Precisely weighing various lipid materials according to the above formula, placing in a prepared 15mL eggplant-shaped bottle, adding 4-4.5mL chloroform for dissolving, carrying out rotary evaporation at 37 ℃ under reduced pressure for 15min to uniformly form a layer of thin film on the wall of the bottle, adding 2mL deionized water, hydrating in a 37 ℃ shaking table for 45min-60min to form a suspension, carrying out intermittent ultrasonic treatment for 180s, passing through a 220nm film to uniformly distribute the particle size, and storing in a 4 ℃ refrigerator.
The inventors examined the effect of the formulation and the preparation process on the preparation of the ruthenium complex liposome, and the results are as follows.
1. The drug lipid ratio has a great influence on the encapsulation efficiency. As the amount of phospholipid is increased, more of the internal aqueous phase, and correspondingly more drug (ruthenium complex), can be encapsulated. However, the concentration of phospholipids must not be too high, otherwise stable and homogeneous liposomes cannot be formed. The results show that the highest encapsulation efficiency can be achieved when the medicine-fat ratio reaches 1: 16 (mass ratio), and the encapsulation efficiency can not be increased when the medicine-fat ratio is increased continuously.

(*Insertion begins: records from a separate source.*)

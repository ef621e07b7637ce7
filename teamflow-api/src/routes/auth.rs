/// Authentication endpoints
///
/// This module provides user authentication endpoints:
/// - Registration
/// - Login
/// - Password reset (request + redeem)
///
/// # Endpoints
///
/// - `POST /auth/register` - Register new user
/// - `POST /auth/login` - Login and get a token
/// - `POST /auth/forgot-password` - Request a password reset
/// - `POST /auth/reset-password` - Redeem a reset token

use crate::{
    app::AppState,
    error::{ApiError, ApiResult, AppJson, ValidationErrorDetail},
};
use axum::{extract::State, Json};
use serde::{Deserialize, Serialize};
use teamflow_shared::{
    auth::{jwt, password, reset},
    models::user::{CreateUser, User, UserProfile, UserRole},
};
use validator::Validate;

/// Register request
#[derive(Debug, Deserialize, Validate)]
pub struct RegisterRequest {
    /// Email address
    #[validate(email(message = "Invalid email format"))]
    pub email: String,

    /// Password (will be validated against the password policy)
    pub password: String,

    /// Display name
    #[validate(length(min = 1, max = 100, message = "Name must be 1-100 characters"))]
    pub name: String,

    /// Requested role; anything outside worker/manager is forced to worker
    pub role: Option<String>,
}

/// Login request
#[derive(Debug, Deserialize, Validate)]
pub struct LoginRequest {
    /// Email address
    #[validate(email(message = "Invalid email format"))]
    pub email: String,

    /// Password
    pub password: String,
}

/// Response for register and login: the profile plus a signed token
#[derive(Debug, Serialize)]
pub struct AuthResponse {
    #[serde(flatten)]
    pub user: UserProfile,

    /// Access token (24h)
    pub token: String,
}

/// Forgot password request
#[derive(Debug, Deserialize)]
pub struct ForgotPasswordRequest {
    pub email: String,
}

/// Reset password request
#[derive(Debug, Deserialize)]
pub struct ResetPasswordRequest {
    /// Raw reset token from the email link
    pub token: String,

    /// Replacement password
    #[serde(rename = "newPassword")]
    pub new_password: String,
}

/// Generic acknowledgement body
#[derive(Debug, Serialize)]
pub struct MessageResponse {
    pub message: String,
}

/// Register a new user
///
/// Creates a user account and returns the profile with a signed token.
/// A requested role outside worker/manager is silently downgraded to
/// worker; admin accounts are only created through user administration.
///
/// # Errors
///
/// - `409 Conflict`: Email already exists
/// - `400 Bad Request`: Validation or password policy failed
pub async fn register(
    State(state): State<AppState>,
    AppJson(req): AppJson<RegisterRequest>,
) -> ApiResult<Json<AuthResponse>> {
    req.validate()?;

    password::validate_password_policy(&req.password).map_err(|e| {
        ApiError::ValidationError(vec![ValidationErrorDetail {
            field: "password".to_string(),
            message: e,
        }])
    })?;

    let role = UserRole::sanitize_registration(req.role.as_deref());
    let password_hash = password::hash_password(&req.password)?;

    let user = User::create(
        &state.db,
        CreateUser {
            email: req.email,
            name: req.name,
            role,
            password_hash,
        },
    )
    .await?;

    let claims = jwt::Claims::new(user.id, user.email.clone(), user.role);
    let token = jwt::create_token(&claims, state.jwt_secret())?;

    Ok(Json(AuthResponse {
        user: user.into(),
        token,
    }))
}

/// Login endpoint
///
/// Authenticates a user and returns the profile with a signed token.
/// Unknown email and wrong password produce the same error so the
/// response does not reveal which accounts exist.
///
/// # Errors
///
/// - `401 Unauthorized`: Invalid credentials
pub async fn login(
    State(state): State<AppState>,
    AppJson(req): AppJson<LoginRequest>,
) -> ApiResult<Json<AuthResponse>> {
    req.validate()?;

    let user = User::find_by_email(&state.db, &req.email)
        .await?
        .ok_or_else(|| ApiError::Unauthorized("Invalid email or password".to_string()))?;

    let valid = password::verify_password(&req.password, &user.password_hash)?;
    if !valid {
        return Err(ApiError::Unauthorized(
            "Invalid email or password".to_string(),
        ));
    }

    User::update_last_login(&state.db, user.id).await?;

    let claims = jwt::Claims::new(user.id, user.email.clone(), user.role);
    let token = jwt::create_token(&claims, state.jwt_secret())?;

    Ok(Json(AuthResponse {
        user: user.into(),
        token,
    }))
}

/// Password reset request endpoint
///
/// Always answers with the same generic 200 whether or not the email is
/// known, to prevent account enumeration. When the account exists a
/// short-lived reset token is stored (digest only) and the raw token is
/// dispatched through the mailer.
pub async fn forgot_password(
    State(state): State<AppState>,
    AppJson(req): AppJson<ForgotPasswordRequest>,
) -> ApiResult<Json<MessageResponse>> {
    if let Some(user) = User::find_by_email(&state.db, &req.email).await? {
        let reset_token = reset::generate_reset_token();

        User::set_reset_token(
            &state.db,
            user.id,
            &reset_token.token_hash,
            reset_token.expires_at,
        )
        .await?;

        // Mail failures are logged, not surfaced; the response must stay
        // indistinguishable from the unknown-email case.
        if let Err(err) = state
            .mailer
            .send_password_reset(&user.email, &reset_token.token)
            .await
        {
            tracing::warn!(error = %err, "Failed to dispatch password reset mail");
        }
    }

    Ok(Json(MessageResponse {
        message: "If the email exists, a reset link has been sent".to_string(),
    }))
}

/// Password reset redemption endpoint
///
/// Validates the raw token against the stored digest and its expiry,
/// then replaces the password hash and clears the reset columns.
///
/// # Errors
///
/// - `400 Bad Request`: Unknown or expired token
/// - `400 Bad Request`: New password fails the policy
pub async fn reset_password(
    State(state): State<AppState>,
    AppJson(req): AppJson<ResetPasswordRequest>,
) -> ApiResult<Json<MessageResponse>> {
    password::validate_password_policy(&req.new_password).map_err(|e| {
        ApiError::ValidationError(vec![ValidationErrorDetail {
            field: "newPassword".to_string(),
            message: e,
        }])
    })?;

    let token_hash = reset::hash_reset_token(&req.token);

    let user = User::find_by_reset_token_hash(&state.db, &token_hash)
        .await?
        .ok_or_else(|| ApiError::BadRequest("Invalid or expired reset token".to_string()))?;

    let still_valid = user
        .reset_token_expires_at
        .map(reset::is_reset_token_valid)
        .unwrap_or(false);
    if !still_valid {
        return Err(ApiError::BadRequest(
            "Invalid or expired reset token".to_string(),
        ));
    }

    let password_hash = password::hash_password(&req.new_password)?;
    User::redeem_reset_token(&state.db, user.id, &password_hash).await?;

    Ok(Json(MessageResponse {
        message: "Password has been reset".to_string(),
    }))
}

2. Drug loading temperature when active drug loading is carried out, a certain temperature needs to be given to enhance the permeability of the liposome bilayer and enable drug molecules to cross a certain energy barrier and pass through the phospholipid bilayer. The experimental result shows that the highest encapsulation efficiency can be achieved when the temperature is about 37 ℃. When the temperature is further increased, the encapsulation efficiency is reduced to a certain degree, and the presumed reason is that the permeability of the liposome membrane is increased along with the increase of the temperature, and when the permeability is increased to a certain degree, the membrane is cracked, so that H & lt + & gt in the membrane is leaked, and the ion gradient is weakened; at the same time, it also results in an increase in the leakage rate of the drug. The influence of temperature on the stability of the liposome is comprehensively considered, and the drug loading temperature is selected to be 37 ℃.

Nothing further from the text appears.